Conway subsequently filed a motion to vacate the arbitrator's award in the Superior Court, disputing only the arbitrator's determination regarding the ISB. Conway contended that the arbitrator exceeded her authority in failing to find a violation of the Wage Act, and that the arbitrator's conclusion to the contrary was not in accordance with the law. A judge of the Superior Court confirmed the arbitration award, and dismissed Conway's complaint with prejudice.

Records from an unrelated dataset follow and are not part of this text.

// Resource paths are defined by the camera firmware, spelling included.
const FUSION_MODE: &str = ".image.sysimg.fusion.fusionData.fusionMode";
const USE_LEVEL_SPAN: &str = ".image.sysimg.fusion.fusionData.useLevelSpan";
const ADJUST_MODE: &str = ".image.contadj.adjMode";
const LOW_TEMPERATURE: &str = ".image.sysimg.basicImgData.extraInfo.lowT";
const HIGH_TEMPERATURE: &str = ".image.sysimg.basicImgData.extraInfo.highT";
const HIDE_GRAPHICS: &str = ".resmon.config.hideGraphics";
const TORCH: &str = ".system.vcam.torch";
const PALETTE: &str = ".image.sysimage.palette.readFile";
const STORE_FORMAT: &str = ".image.services.store.format";
const STORE_OVERLAY: &str = ".image.services.store.overlay";
const STORE_OVERWRITE: &str = ".image.services.store.owerwrite";
const STORE_FILE_NAME: &str = ".image.services.store.fileNameW";
const STORE_COMMIT: &str = ".image.services.store.commit";
const SPOT: &str = ".image.sysimg.measureFuncs.spot.1";
const MEASUREMENT_BOX: &str = ".image.sysimg.measureFuncs.mbox";
const SCHEDULE: &str = ".resmon.schedule";

/// Fusion mode values understood by the firmware.
const FUSION_SINGLE: i64 = 1;
const FUSION_MSX: i64 = 3;

/// Prefix of single shot file names on the camera.
pub const CAMERA_FILE_PREFIX: &str = "ax8";
/// The camera has six measurement boxes, numbered from one.
pub const MEASUREMENT_BOXES: u8 = 6;

/// How the download of a committed file is retried while the camera is
/// still rendering it.
#[derive(Clone, Copy, Debug, PartialEq, Eq)]
pub struct PollPolicy {
    /// Pause after every attempt that found no file.
    pub backoff: Duration,
    /// Give up once this much time has passed. `None` waits forever.
    pub max_wait: Option<Duration>,
}

impl Default for PollPolicy {
    fn default() -> Self {
        Self {
            backoff: Duration::from_millis(50),
            max_wait: Some(Duration::from_secs(30)),
        }
    }
}

impl From<&Ax8Config> for PollPolicy {
    fn from(config: &Ax8Config) -> Self {
        Self {
            backoff: config.poll_backoff(),
            max_wait: config.render_timeout(),
        }
    }
}

/// Name of a single shot on the camera: `ax8<hour>-<minute>-<second>.jpg`,
/// without zero padding.
///
/// * `at`: capture time.
pub fn camera_file_name(at: &DateTime<Local>) -> String {
    format!(
        "{CAMERA_FILE_PREFIX}{}-{}-{}.jpg",
        at.hour(),
        at.minute(),
        at.second()
    )
}

fn timestamped(path: &Path, extension: &str, at: &DateTime<Local>) -> PathBuf {
    let name = path
        .file_name()
        .map(|name| name.to_string_lossy().into_owned())
        .unwrap_or_default();
    let suffix = format!(".{extension}");
    let stem = name.strip_suffix(&suffix).unwrap_or(&name);
    path.with_file_name(format!(
        "{stem}_{}.{extension}",
        at.format("%Y%m%d-%H%M%S-%3f")
    ))
}

/// Where the snapshot of one interval capture goes: the base name with an
/// exact `.jpg` suffix removed, followed by the capture time.
///
/// * `base`: snapshot path given by the user.
/// * `at`: capture time.
pub fn interval_file_name(base: &Path, at: &DateTime<Local>) -> PathBuf {
    timestamped(base, "jpg", at)
}

/// Csv companion of an interval capture, see [`interval_file_name`].
///
/// * `csv`: csv path given by the user.
/// * `at`: capture time.
pub fn interval_csv_path(csv: &Path, at: &DateTime<Local>) -> PathBuf {
    timestamped(csv, "csv", at)
}

fn unquote(reply: &str) -> &str {
    let trimmed = reply.trim();
    trimmed
        .strip_prefix('"')
        .and_then(|inner| inner.strip_suffix('"'))
        .unwrap_or(trimmed)
}

/// Read a number out of a quoted reply such as `"23.5 C"`, ignoring the
/// unit.
///
/// * `resource`: the resource the reply belongs to, for the error.
/// * `reply`: raw reply body.
pub fn parse_temperature(resource: &str, reply: &str) -> Result<f64> {
    let value = unquote(reply)
        .trim_end_matches(|c: char| c.is_alphabetic() || c.is_whitespace() || c == '°');
    value
        .trim()
        .parse::<f64>()
        .map_err(|_| Error::UnexpectedResponse {
            resource: resource.to_string(),
            response: reply.to_string(),
        })
}

/// Readout of one measurement box. Values are kept as the camera formats
/// them.
#[derive(Clone, Debug, PartialEq, Eq, Serialize)]
pub struct MeasurementBox {
    pub index: u8,
    pub active: bool,
    pub avg_t: Option<String>,
    pub min_t: Option<String>,
    pub max_t: Option<String>,
}

fn elapsed(clock: &impl Clock, started: Instant) -> Duration {
    clock.instant().saturating_duration_since(started)
}

/// Sequences resource writes into the behaviours of the camera: image mode,
/// overlay, torch, colour range, snapshots and csv export. Every write is
/// fire and forget, a failure later in a run does not undo earlier ones.
pub struct AcquisitionController<R, E = FlirImageExtractor, C = SystemClock> {
    client: R,
    extractor: E,
    clock: C,
    poll: PollPolicy,
}

impl<R: ResourceApi> AcquisitionController<R> {
    /// Controller with the default poll policy, the real clock and the
    /// FLIR extractor for csv exports.
    ///
    /// * `client`: resource access to the camera.
    pub fn new(client: R) -> Self {
        Self::with_parts(client, FlirImageExtractor::new(), SystemClock, PollPolicy::default())
    }

    /// Controller that takes its poll policy from the configuration file.
    ///
    /// * `client`: resource access to the camera.
    /// * `config`: loaded configuration.
    pub fn from_config(client: R, config: &Ax8Config) -> Self {
        Self::with_parts(client, FlirImageExtractor::new(), SystemClock, config.into())
    }
}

There is a " strong public policy" favoring arbitration of commercial disputes. Connecticut Valley Sanitary Waste Disposal, Inc. v. Zielinski, 436 Mass. 263, 267, 763 N.E.2d 1080 (2002) (citation omitted). Commercial arbitration awards, such as the one at issue here, are subject to a narrow scope of judicial review. See G. L. c. 251, § 12; Superadio Ltd. Partnership. v. Winstar Radio Prods., LLC, 446 Mass. 330, 333, 844 N.E.2d 246 (2006).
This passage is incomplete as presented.